Mais donner cette raison, toute nue, c’était s’exposer à troubler bien des consciences ; c’était surtout frapper d’un caractère provisoire toute propriété, et la Révolution aimait mieux envelopper de formes juridiques la vaste et nécessaire expropriation qu’elle méditait. Comme les prétextes juridiques allégués n’étaient pas tout à fait vains, comme quelques-uns d’entre eux avaient au moins une haute vraisemblance, la prudence des révolutionnaires n’était point de l’hypocrisie.

Mais Talleyrand avait franchi le pas difficile et démontré qu’après avoir assuré les services de charité, l’État pouvait disposer de l’excédent ; les rentiers étaient sauvés, et aussi la Révolution.

L’éminent jurisconsulte Thouret, trouva évidemment que l’argumentation de Talleyrand était insuffisante, et il chercha à donner à l’Assemblée une raison juridique décisive, qui ruinât jusqu’au fondement le droit de propriété ecclésiastique et qui préservât en même temps de toute atteinte, de toute menace la propriété nouvelle, individuelle et bourgeoise :

« Il faut, dit-il, distinguer entre les personnes, les particuliers ou individus réels, et les corps qui, les uns par rapport aux autres, et chacun relativement à l’État, forment des personnes morales et fictives. »

« Les individus et les corps diffèrent essentiellement par la nature de leurs droits, et par l’étendue d’autorité que la loi peut exercer sur ces droits. »

« Les individus existent indépendamment de la loi et, antérieurement à elle, ont des droits résultant de leur nature et de leurs facultés propres ; droits que la loi n’a pas créés, mais qu’elle a seulement reconnus, qu’elle protège et qu’elle ne peut pas plus détruire que les individus eux-mêmes. Tel est le droit de propriété relativement aux particuliers. »

« Les corps, au contraire, n’existent que par la loi : par cette raison elle a, sur tout ce qui les concerne et jusque sur leur existence même, une autorité illimitée. »

« Les corps n’ont aucuns droits réels par leur nature, puisqu’ils n’ont pas même de nature propre.
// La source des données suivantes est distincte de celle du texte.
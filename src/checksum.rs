//! CRC-32C (Castagnoli) over frame payloads.
//!
//! There are two implementations that must produce identical results for every input: a
//!  portable table-driven one (the `crc` crate's `CRC_32_ISCSI` algorithm) and one using the
//!  CPU's CRC instructions (SSE4.2 on x86_64, the `crc` extension on aarch64). [crc32c] picks
//!  the hardware path if the running CPU supports it.

use std::fmt::{Debug, Formatter};
use crc::{Crc, CRC_32_ISCSI};

const CASTAGNOLI: Crc<u32> = Crc::<u32>::new(&CRC_32_ISCSI);

#[derive(Clone, Copy, Eq, PartialEq, Default)]
pub struct Checksum(pub u32);
impl Debug for Checksum {
    fn fmt(&self, f: &mut Formatter<'_>) -> std::fmt::Result {
        write!(f, "{:08x}", self.0)
    }
}
impl Checksum {
    pub const NONE: Checksum = Checksum(0);

    pub fn of(payload: &[u8]) -> Checksum {
        Checksum(crc32c(payload))
    }
}

/// CRC-32C of `data`, using the fastest implementation available on this CPU
pub fn crc32c(data: &[u8]) -> u32 {
    if hardware_crc32c_available() {
        crc32c_hw(data)
    }
    else {
        crc32c_sw(data)
    }
}

/// Portable CRC-32C: reflected, initial value `0xffff_ffff`, final value complemented
pub fn crc32c_sw(data: &[u8]) -> u32 {
    CASTAGNOLI.checksum(data)
}

/// CRC-32C using the CPU's CRC instructions. Falls back to [crc32c_sw] on CPUs without them, so
///  this is always safe to call.
pub fn crc32c_hw(data: &[u8]) -> u32 {
    #[cfg(target_arch = "x86_64")]
    {
        if std::arch::is_x86_feature_detected!("sse4.2") {
            // SAFETY: the required CPU feature was just detected
            return unsafe { x86::crc32c(data) };
        }
    }

    #[cfg(target_arch = "aarch64")]
    {
        if std::arch::is_aarch64_feature_detected!("crc") {
            // SAFETY: the required CPU feature was just detected
            return unsafe { aarch64::crc32c(data) };
        }
    }

    crc32c_sw(data)
}

pub fn hardware_crc32c_available() -> bool {
    #[cfg(target_arch = "x86_64")]
    {
        std::arch::is_x86_feature_detected!("sse4.2")
    }
    #[cfg(target_arch = "aarch64")]
    {
        std::arch::is_aarch64_feature_detected!("crc")
    }
    #[cfg(not(any(target_arch = "x86_64", target_arch = "aarch64")))]
    {
        false
    }
}

/// The CRC instructions consume 8 bytes per step in little-endian order, which is the same
///  order the reflected algorithm processes single bytes in.
fn le_word(chunk: &[u8]) -> u64 {
    let mut bytes = [0u8; 8];
    bytes.copy_from_slice(chunk);
    u64::from_le_bytes(bytes)
}

#[cfg(target_arch = "x86_64")]
mod x86 {
    use std::arch::x86_64::{_mm_crc32_u64, _mm_crc32_u8};

    #[target_feature(enable = "sse4.2")]
    pub unsafe fn crc32c(data: &[u8]) -> u32 {
        let mut chunks = data.chunks_exact(8);

        let mut crc = u32::MAX as u64;
        for chunk in &mut chunks {
            crc = _mm_crc32_u64(crc, super::le_word(chunk));
        }

        let mut crc = crc as u32;
        for &b in chunks.remainder() {
            crc = _mm_crc32_u8(crc, b);
        }
        !crc
    }
}

#[cfg(target_arch = "aarch64")]
mod aarch64 {
    use std::arch::aarch64::{__crc32cb, __crc32cd};

    #[target_feature(enable = "crc")]
    pub unsafe fn crc32c(data: &[u8]) -> u32 {
        let mut chunks = data.chunks_exact(8);

        let mut crc = u32::MAX;
        for chunk in &mut chunks {
            crc = __crc32cd(crc, super::le_word(chunk));
        }
        for &b in chunks.remainder() {
            crc = __crc32cb(crc, b);
        }
        !crc
    }
}
use std::io::ErrorKind;
use std::net::SocketAddr;
use std::sync::atomic::{AtomicBool, AtomicU64, Ordering};
use std::sync::Arc;
use anyhow::Context;
use bytes::{BufMut, BytesMut};
use tracing::{debug, trace, warn};
use crate::channel::{Publication, PublishResult, StreamId};
use crate::config::{parse_endpoint, UdpConfig};
use crate::frame_header::FrameHeader;
use crate::time::now_ns;
use crate::udp::socket::{bind_sender, multicast_sender, DatagramSocket};
use crate::udp::ChannelKind;

/// Sends each offered message as a single datagram, numbering messages consecutively from 0.
///
/// There is no retransmission: a datagram that is lost on the network leaves a gap that the
///  receiver has to skip explicitly.
pub struct UdpPublication {
    kind: ChannelKind,
    socket: Arc<dyn DatagramSocket>,
    destination: Option<SocketAddr>,
    stream_id: StreamId,
    next_sequence: AtomicU64,
    max_payload_len: usize,
    with_checksum: bool,
    closed: AtomicBool,
}

impl UdpPublication {
    pub(crate) fn new(kind: ChannelKind, socket: Arc<dyn DatagramSocket>, destination: Option<SocketAddr>, stream_id: StreamId, config: &UdpConfig) -> UdpPublication {
        debug!("creating {:?} publication for stream {} to {:?}", kind, stream_id, destination);

        UdpPublication {
            kind,
            socket,
            destination,
            stream_id,
            next_sequence: AtomicU64::new(0),
            max_payload_len: config.max_payload_len(),
            with_checksum: config.enable_checksum,
            closed: AtomicBool::new(false),
        }
    }

    /// A publication with its own socket, sending to the configured remote endpoint
    pub fn point_to_point(config: &UdpConfig) -> anyhow::Result<UdpPublication> {
        config.validate()?;

        let destination = if config.remote_endpoint.is_empty() {
            None
        }
        else {
            Some(parse_endpoint(&config.remote_endpoint)?)
        };
        let socket = bind_sender(destination)?;
        Ok(Self::new(ChannelKind::PointToPoint, Arc::new(socket), destination, config.stream_id, config))
    }

    /// A publication with its own socket, sending to the configured multicast group
    pub fn multicast(config: &UdpConfig) -> anyhow::Result<UdpPublication> {
        config.validate()?;
        let multicast = config.multicast.as_ref()
            .context("multicast publication requires a multicast configuration")?;

        let socket = multicast_sender(multicast)?;
        Ok(Self::new(ChannelKind::Multicast, Arc::new(socket), Some(multicast.group_addr()), config.stream_id, config))
    }

    /// The stream this publication was created for. `offer` can still send on any stream.
    pub fn stream_id(&self) -> StreamId {
        self.stream_id
    }

    pub fn destination(&self) -> Option<SocketAddr> {
        self.destination
    }

    /// The sequence number that the next successful `offer` will use
    pub fn next_sequence(&self) -> u64 {
        self.next_sequence.load(Ordering::Acquire)
    }

    /// Hands a reserved sequence number back after a failed send, so that the stream continues
    ///  without a gap. This is only possible if no other send reserved a number in the meantime.
    fn release_sequence(&self, sequence: u64) {
        if self.next_sequence.compare_exchange(sequence.wrapping_add(1), sequence, Ordering::AcqRel, Ordering::Acquire).is_err() {
            warn!("{:?} publication: sequence number #{} is lost because a concurrent send already used a later one - receivers will see a gap", self.kind, sequence);
        }
    }
}

impl Publication for UdpPublication {
    fn offer(&self, payload: &[u8], stream_id: StreamId, end_of_message: bool) -> PublishResult {
        if self.closed.load(Ordering::Acquire) {
            return PublishResult::Closed;
        }
        let Some(destination) = self.destination else {
            debug!("{:?} publication has no destination", self.kind);
            return PublishResult::NotConnected;
        };
        if payload.len() > self.max_payload_len {
            debug!("payload of {} bytes exceeds the maximum of {} bytes per frame", payload.len(), self.max_payload_len);
            return PublishResult::Error;
        }

        let sequence = self.next_sequence.fetch_add(1, Ordering::AcqRel);
        let header = FrameHeader::data(sequence, now_ns(), stream_id, payload, end_of_message, self.with_checksum);

        let mut buf = BytesMut::with_capacity(FrameHeader::SERIALIZED_LEN + payload.len());
        header.ser(&mut buf);
        buf.put_slice(payload);

        trace!("sending {:?} to {:?}", header, destination);
        match self.socket.send_datagram(destination, &buf) {
            Ok(len) if len == buf.len() => PublishResult::Ok,
            Ok(len) => {
                warn!("socket accepted only {} of {} bytes for #{}", len, buf.len(), sequence);
                self.release_sequence(sequence);
                PublishResult::Error
            }
            Err(e) if e.kind() == ErrorKind::WouldBlock => {
                debug!("send buffer full for #{}", sequence);
                self.release_sequence(sequence);
                PublishResult::Backpressured
            }
            Err(e) => {
                warn!("error sending #{} to {:?}: {}", sequence, destination, e);
                self.release_sequence(sequence);
                PublishResult::Error
            }
        }
    }

    fn available_window(&self) -> u64 {
        u64::MAX
    }

    fn close(&self) {
        if !self.closed.swap(true, Ordering::AcqRel) {
            debug!("closed {:?} publication to {:?}", self.kind, self.destination);
        }
    }
}
//! The application-facing abstraction: a [Transport] creates [Publication]s for sending and
//!  [Subscription]s for receiving, independent of whether the underlying channel is
//!  point-to-point or multicast.

use std::fmt::{Debug, Formatter};

pub type StreamId = u32;

/// A subscription created for this stream id delivers messages of all streams
pub const ANY_STREAM: StreamId = 0;

/// The outcome of [Publication::offer]
#[derive(Debug, Clone, Copy, Eq, PartialEq)]
pub enum PublishResult {
    /// The datagram was handed to the socket layer. This is no guarantee of delivery.
    Ok,
    /// The send window or the socket's send buffer is full; retrying later may succeed
    Backpressured,
    /// There is no destination to send to
    NotConnected,
    /// The publication was closed
    Closed,
    /// Any other failure, including a payload too big for a single frame
    Error,
}
impl PublishResult {
    pub fn is_ok(&self) -> bool {
        *self == PublishResult::Ok
    }
}

/// A delivered message, borrowed from the subscription for the duration of a single handler
///  call. Handlers copy whatever they need to keep.
#[derive(Clone, Copy, Eq, PartialEq)]
pub struct MessageView<'a> {
    pub data: &'a [u8],
    pub stream_id: StreamId,
    pub sequence_number: u64,
    /// nanoseconds since the UNIX epoch at which the datagram was read from the socket
    pub receive_time_ns: u64,
    pub end_of_message: bool,
}
impl MessageView<'_> {
    pub fn len(&self) -> usize {
        self.data.len()
    }

    pub fn is_empty(&self) -> bool {
        self.data.is_empty()
    }
}
impl Debug for MessageView<'_> {
    fn fmt(&self, f: &mut Formatter<'_>) -> std::fmt::Result {
        write!(f, "MSG{{#{}@{}:{}b{}}}", self.sequence_number, self.stream_id, self.data.len(), if self.end_of_message { ",EOM" } else { "" })
    }
}

/// Send side of a channel.
///
/// Publications can be shared between threads: sequence numbers are assigned atomically, so
///  concurrent `offer` calls each get their own number.
pub trait Publication: Send + Sync {
    /// Sends a single message as one datagram. This never blocks; the result says whether the
    ///  socket accepted the datagram, not whether it arrived.
    fn offer(&self, payload: &[u8], stream_id: StreamId, end_of_message: bool) -> PublishResult;

    /// Remaining send capacity. There is no flow control, so this is unlimited for now.
    fn available_window(&self) -> u64;

    /// Subsequent offers return [PublishResult::Closed]
    fn close(&self);
}

/// Receive side of a channel.
///
/// `poll` takes `&mut self`: a subscription is polled by one thread at a time. Sharing it
///  between threads requires the caller to serialize access.
pub trait Subscription: Send {
    /// Delivers up to `max_messages` messages to `handler` in sequence order, reading as many
    ///  datagrams from the socket as are available without blocking. Returns the number of
    ///  delivered messages, 0 if nothing was available.
    ///
    /// Every call is a finite batch; messages that do not fit into it stay buffered for the next
    ///  call.
    fn poll(&mut self, handler: &mut dyn FnMut(&MessageView), max_messages: usize) -> usize;

    /// `true` if a message is ready for delivery without reading from the socket
    fn has_data(&self) -> bool;
}

/// Factory for publications and subscriptions. An empty endpoint refers to the endpoint in the
///  transport's configuration.
pub trait Transport: Send + Sync {
    fn create_publication(&self, endpoint: &str, stream: StreamId) -> anyhow::Result<Box<dyn Publication>>;

    fn create_subscription(&self, endpoint: &str, stream: StreamId) -> anyhow::Result<Box<dyn Subscription>>;
}

#[cfg(test)]
mod tests {
    use super::*;
    use rstest::rstest;

    #[rstest]
    #[case::ok(PublishResult::Ok, true)]
    #[case::backpressured(PublishResult::Backpressured, false)]
    #[case::not_connected(PublishResult::NotConnected, false)]
    #[case::closed(PublishResult::Closed, false)]
    #[case::error(PublishResult::Error, false)]
    fn test_publish_result_is_ok(#[case] result: PublishResult, #[case] expected: bool) {
        assert_eq!(result.is_ok(), expected);
    }

    #[rstest]
    #[case::eom(true, "MSG{#12@3:5b,EOM}")]
    #[case::partial(false, "MSG{#12@3:5b}")]
    fn test_message_view_debug(#[case] end_of_message: bool, #[case] expected: &str) {
        let view = MessageView {
            data: b"hello",
            stream_id: 3,
            sequence_number: 12,
            receive_time_ns: 0,
            end_of_message,
        };
        assert_eq!(format!("{:?}", view), expected);
        assert_eq!(view.len(), 5);
        assert!(!view.is_empty());
    }
}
Ils ne sont qu’une fiction, une conception abstraite de la loi, qui peut les faire comme il lui plaît et qui, après les avoir faits, peut les modifier à son gré. »

« Ainsi la loi, après avoir créé les corps, peut les supprimer ; et il y en a cent exemples. »

« Ainsi la loi a pu communiquer aux corps la jouissance de tous les effets civils : mais elle peut, et le pouvoir constituant surtout a le droit d’examiner s’il est bon qu’ils conservent cette jouissance, ou du moins jusqu’à quel point il faut leur en laisser la participation. »

« Ainsi la loi qui pouvait ne pas accorder aux corps la faculté de posséder des propriétés foncières, a pu, lorsqu’elle l’a trouvé nécessaire, leur défendre d’en acquérir : l’édit célèbre de 1749 en est la preuve. »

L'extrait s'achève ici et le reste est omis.